Ce dernier leva les yeux au ciel et referma la porte.

—C’est ça, ouais.

Depuis qu’il était arrivé au Pays de Galles, il y a plusieurs mois, Charlie vivait chez Oliver et ses parents. Ils travaillaient ensemble à la mine, comme le père d’Oliver, et s’étaient rapidement proclamés copains de débauche. Ce soir, une fête était organisée au village, et Charlie comptait bien en profiter.

—Tu crois que Mollie sera là ? demanda d’un ton innocent Oliver.

Cela faisait des semaines qu’il lui tournait autour. Charlie lui envoya une tape amicale dans le dos.

—Je suis certain qu’elle sera là. Elle ne peut pas résister à l’appel de tes mots doux.

—Tu ne peux pas être sérieux deux minutes ?

—Pourquoi tu penses que je ne le suis pas ?

Avant d’avoir pu discerner le lard du cochon, Charlie poussa Oliver sur la place principale où un groupe local jouait une ambiance intimiste.

—Deux pintes, s’il te plaît, Henry ! commanda-t-il au propriétaire du pub qui avait mis sa gnôle à disposition des villageois.

Toute la rue avait été réaménagée. Des tables avaient été installées un peu partout, et un espace non loin des musiciens avait été libéré pour les danseurs. Les commerçants, eux, avaient préparé des petits stands pour nourrir et abreuver les invités.

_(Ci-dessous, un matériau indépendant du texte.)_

pub(crate) fn lower_type(ty: &TSType<'_>) -> TypeExpr {
    use PrimitiveKind as P;
    match ty {
        TSType::TSStringKeyword(_) => TypeExpr::Keyword(P::String),
        TSType::TSNumberKeyword(_) => TypeExpr::Keyword(P::Number),
        TSType::TSBooleanKeyword(_) => TypeExpr::Keyword(P::Boolean),
        TSType::TSBigIntKeyword(_) => TypeExpr::Keyword(P::BigInt),
        TSType::TSSymbolKeyword(_) => TypeExpr::Keyword(P::Symbol),
        TSType::TSNullKeyword(_) => TypeExpr::Keyword(P::Null),
        TSType::TSUndefinedKeyword(_) => TypeExpr::Keyword(P::Undefined),
        TSType::TSVoidKeyword(_) => TypeExpr::Keyword(P::Void),
        TSType::TSAnyKeyword(_) => TypeExpr::Keyword(P::Any),
        TSType::TSUnknownKeyword(_) => TypeExpr::Keyword(P::Unknown),
        TSType::TSNeverKeyword(_) => TypeExpr::Keyword(P::Never),
        TSType::TSObjectKeyword(_) => TypeExpr::Keyword(P::Object),
        TSType::TSLiteralType(literal) => match &literal.literal {
            TSLiteral::StringLiteral(s) => TypeExpr::Literal(LiteralValue::String(s.value.to_string())),
            TSLiteral::NumericLiteral(n) => TypeExpr::Literal(LiteralValue::Number(n.value)),
            TSLiteral::BooleanLiteral(b) => TypeExpr::Literal(LiteralValue::Boolean(b.value)),
            TSLiteral::TemplateLiteral(_) => TypeExpr::Keyword(P::String),
            TSLiteral::BigIntLiteral(_) => TypeExpr::Keyword(P::BigInt),
            _ => TypeExpr::Keyword(P::Number),
        },
        TSType::TSTypeReference(reference) => TypeExpr::Reference {
            name: type_name_path(&reference.type_name),
            args: reference
                .type_arguments
                .as_ref()
                .map(|args| args.params.iter().map(lower_type).collect())
                .unwrap_or_default(),
        },
        TSType::TSUnionType(union) => TypeExpr::Union(union.types.iter().map(lower_type).collect()),
        TSType::TSIntersectionType(intersection) => {
            TypeExpr::Intersection(intersection.types.iter().map(lower_type).collect())
        }
        TSType::TSArrayType(array) => TypeExpr::Array(Box::new(lower_type(&array.element_type))),
        TSType::TSTupleType(tuple) => TypeExpr::Tuple(
            tuple
                .element_types
                .iter()
                .map(|element| match element {
                    TSTupleElement::TSOptionalType(o) => TupleElementExpr {
                        ty: lower_type(&o.type_annotation),
                        optional: true,
                        rest: false,
                    },
                    TSTupleElement::TSRestType(r) => TupleElementExpr {
                        ty: lower_type(&r.type_annotation),
                        optional: false,
                        rest: true,
                    },
                    other => TupleElementExpr {
                        ty: other.as_ts_type().map_or(TypeExpr::Opaque, lower_type),
                        optional: false,
                        rest: false,
                    },
                })
                .collect(),
        ),
        TSType::TSTypeLiteral(literal) => {
            TypeExpr::Object(literal.members.iter().filter_map(lower_member).collect())
        }
        TSType::TSFunctionType(function) => TypeExpr::Function(lower_function(
            &function.params,
            Some(&function.return_type.type_annotation),
        )),
        TSType::TSParenthesizedType(inner) => lower_type(&inner.type_annotation),
        TSType::TSTypeOperatorType(op) if op.operator == TSTypeOperatorOperator::Readonly => {
            lower_type(&op.type_annotation)
        }
        _ => TypeExpr::Opaque,
    }
}

fn lower_member(signature: &TSSignature<'_>) -> Option<MemberExpr> {
    match signature {
        TSSignature::TSPropertySignature(property) => Some(MemberExpr::Property {
            name: property_key_name(&property.key)?,
            optional: property.optional,
            readonly: property.readonly,
            ty: property
                .type_annotation
                .as_ref()
                .map_or(TypeExpr::Keyword(PrimitiveKind::Any), |a| lower_type(&a.type_annotation)),
        }),
        TSSignature::TSIndexSignature(index) => Some(MemberExpr::Index {
            key: index
                .parameters
                .first()
                .map_or(TypeExpr::Keyword(PrimitiveKind::String), |p| {
                    lower_type(&p.type_annotation.type_annotation)
                }),
            value: lower_type(&index.type_annotation.type_annotation),
            readonly: index.readonly,
        }),
        TSSignature::TSMethodSignature(method) => Some(MemberExpr::Property {
            name: property_key_name(&method.key)?,
            optional: method.optional,
            readonly: false,
            ty: TypeExpr::Function(lower_function(
                &method.params,
                return_annotation(&method.return_type),
            )),
        }),
        _ => None,
    }
}

fn lower_function(params: &FormalParameters<'_>, ret: Option<&TSType<'_>>) -> FunctionExpr {
    let mut out: Vec<ParamExpr> = params
        .items
        .iter()
        .enumerate()
        .map(|(index, param)| ParamExpr {
            name: match &param.pattern.kind {
                BindingPatternKind::BindingIdentifier(id) => id.name.to_string(),
                _ => format!("arg{index}"),
            },
            ty: param
                .pattern
                .type_annotation
                .as_ref()
                .map(|a| lower_type(&a.type_annotation)),
            optional: param.pattern.optional,
            rest: false,
        })
        .collect();
    if let Some(rest) = &params.rest {
        out.push(ParamExpr {
            name: match &rest.argument.kind {
                BindingPatternKind::BindingIdentifier(id) => id.name.to_string(),
                _ => "rest".to_string(),
            },
            ty: rest
                .argument
                .type_annotation
                .as_ref()
                .map(|a| lower_type(&a.type_annotation)),
            optional: false,
            rest: true,
        });
    }
    FunctionExpr {
        params: out,
        ret: ret.map(|ty| Box::new(lower_type(ty))),
    }
}

fn property_key_name(key: &PropertyKey<'_>) -> Option<String> {
    match key {
        PropertyKey::StaticIdentifier(id) => Some(id.name.to_string()),
        PropertyKey::StringLiteral(s) => Some(s.value.to_string()),
        PropertyKey::NumericLiteral(n) => Some(n.value.to_string()),
        _ => None,
    }
}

—Je te prépare ça, Charlie.

En un rapide coup d’œil, il remarqua Mollie assise à une table, l’œil rêveur. Elle était particulièrement jolie ce soir, et Charlie devina avec réjouissance qu’elle comptait enfin répondre aux avances de son ami. Il était temps que ces deux-là vivent enfin leur amour. Charlie avait beau jouer les hommes à femmes, il était romantique au fond, et n’aspirait qu’à trouver la bonne. Si elle existait…

Il attrapa la pinte que lui tendait Henry et tendit la sienne à Oliver.

—Je crois que tu es attendu, souffla-t-il discrètement alors que Mollie ne quittait pas des yeux son ami.

Oli lui envoya un clin d’œil entendu et s’éclipsa pour rejoindre la jeune femme. Demeuré seul, Charlie s’approcha d’un groupe de mineurs assis à une table, non loin de la piste de danse.

—Ben alors, tu viens en solitaire ? l’accueillit l’un d’entre eux.

—Oliver est là, mais il a préféré une jeune femme à notre douce compagnie, n’est-ce pas scandaleux ? s’amusa-t-il.

Les autres rirent grassement et ensemble, ils trinquèrent avant de boire une première salve de bière.

—Tu t’es fait tout beau ce soir, t’as l’intention de te trouver une fille aussi ? le taquina un autre.

Charlie lui renvoya un sourire en coin. Il savait qu’il avait une réputation de tombeur et ça ne le dérangeait pas tant que ça. Il était encore jeune et voulait profiter de la vie. Et si un jour il trouvait la femme de sa vie au détour d’une rencontre, alors tant mieux.

Le visage d’une jeune fille aux boucles blondes lui revint alors en mémoire. Son rire chantant et son regard franc. Il sourit avec tendresse et repoussa finalement ce souvenir. C’était une autre époque.

L’un de ses compagnons se mit à siffler sans élégance, tirant définitivement Charlie de sa rêverie.

—Regardez-moi un peu ce qui vient d’arriver.

Mêlant le geste à la parole, Charlie observa les deux femmes qui venaient d’approcher. Elles devaient avoir dix-huit ans, vingt tout au plus, et étaient ravissantes. L’une était brune, l’autre avait une chevelure rousse flamboyante. Charlie en fut immédiatement ensorcelé.

—Messieurs, c’est pour ça que vous n’aurez jamais aucune chance. Ce n’est pas avec des sifflements que des dames doivent être accueillies. Si vous voulez bien m’excuser…

Alors qu’il entendait ses comparses ricaner derrière lui, il s’approcha des deux inconnues d’une démarche qu’il voulait la plus élégante possible.

—Mesdames, veuillez pardonner l’attitude désobligeante de mes amis. Ce ne sont que des ours mal léchés qui ignorent tout des bonnes manières. Puis-je avoir le plaisir de vous offrir à boire ?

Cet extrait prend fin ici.